- [REQUIREMENT]:
Scan the data beneath this task and copy each line that includes "super".

- [THE DATA]:
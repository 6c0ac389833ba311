use std::sync::Arc;

use tracing::info;

use super::{
    config::{Config, StoreKind},
    database::init_redis,
    error::AppError,
    recipes::Recipes,
    store::{MemoryStore, RedisStore, SharedStore},
    users::Users,
};

pub struct State {
    pub config: Config,
    pub recipes: Recipes,
    pub users: Users,
}

impl State {
    pub async fn new(config: Config) -> Result<Arc<Self>, AppError> {
        let store: SharedStore = match config.store {
            StoreKind::Redis => {
                let connection = init_redis(&config.redis_url)
                    .await
                    .map_err(|e| AppError::Store(e.into()))?;
                Arc::new(RedisStore::new(connection))
            }
            StoreKind::Memory => {
                info!("Using in-memory store, nothing will persist");
                Arc::new(MemoryStore::new())
            }
        };

        Ok(Self::with_store(config, store))
    }

    pub fn with_store(config: Config, store: SharedStore) -> Arc<Self> {
        Arc::new(Self {
            config,
            recipes: Recipes::new(store.clone()),
            users: Users::new(store),
        })
    }
}
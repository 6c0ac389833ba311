use async_trait::async_trait;
use book::{ListOptions, Recipe, RecipePatch, RecordId, User};
use chrono::{DateTime, Utc};
use tokio::sync::Mutex;

use super::{OwnedMatch, RecipeFilter, RecipeStore, StoreError, UserStore, next_updated_at};

/// Records kept in insertion order, which doubles as the natural order for
/// ties when sorting.
#[derive(Default)]
pub struct MemoryStore {
    recipes: Mutex<Vec<Recipe>>,
    users: Mutex<Vec<User>>,
}

impl MemoryStore {
    pub fn new() -> Self {
        Self::default()
    }
}

#[async_trait]
impl RecipeStore for MemoryStore {
    async fn insert_recipe(&self, recipe: Recipe) -> Result<Recipe, StoreError> {
        self.recipes.lock().await.push(recipe.clone());

        Ok(recipe)
    }

    async fn find_recipes(
        &self,
        filter: RecipeFilter,
        options: ListOptions,
    ) -> Result<Vec<Recipe>, StoreError> {
        let mut found: Vec<Recipe> = self
            .recipes
            .lock()
            .await
            .iter()
            .filter(|recipe| filter.matches(recipe))
            .cloned()
            .collect();

        options.sort(&mut found);

        Ok(found)
    }

    async fn find_recipe(&self, id: &RecordId) -> Result<Option<Recipe>, StoreError> {
        Ok(self
            .recipes
            .lock()
            .await
            .iter()
            .find(|recipe| recipe.id == *id)
            .cloned())
    }

    async fn update_recipe(
        &self,
        owned: OwnedMatch,
        patch: &RecipePatch,
        now: DateTime<Utc>,
    ) -> Result<Option<Recipe>, StoreError> {
        let mut recipes = self.recipes.lock().await;

        let Some(recipe) = recipes.iter_mut().find(|recipe| owned.matches(recipe)) else {
            return Ok(None);
        };

        recipe.apply(patch);
        recipe.updated_at = next_updated_at(recipe.updated_at, now);

        Ok(Some(recipe.clone()))
    }

    async fn delete_recipe(&self, owned: OwnedMatch) -> Result<u64, StoreError> {
        let mut recipes = self.recipes.lock().await;

        match recipes.iter().position(|recipe| owned.matches(recipe)) {
            Some(index) => {
                recipes.remove(index);
                Ok(1)
            }
            None => Ok(0),
        }
    }
}

#[async_trait]
impl UserStore for MemoryStore {
    async fn insert_user(&self, user: User) -> Result<User, StoreError> {
        let mut users = self.users.lock().await;

        if users.iter().any(|existing| existing.username == user.username) {
            return Err(StoreError::DuplicateUsername(user.username));
        }

        users.push(user.clone());

        Ok(user)
    }

    async fn find_user(&self, id: &RecordId) -> Result<Option<User>, StoreError> {
        Ok(self
            .users
            .lock()
            .await
            .iter()
            .find(|user| user.id == *id)
            .cloned())
    }

    async fn find_user_by_username(&self, username: &str) -> Result<Option<User>, StoreError> {
        Ok(self
            .users
            .lock()
            .await
            .iter()
            .find(|user| user.username == username)
            .cloned())
    }
}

- [WRITTEN REPLY]:
use super::{
use super::{OwnedMatch, RecipeFilter, RecipeStore, StoreError, UserStore, next_updated_at};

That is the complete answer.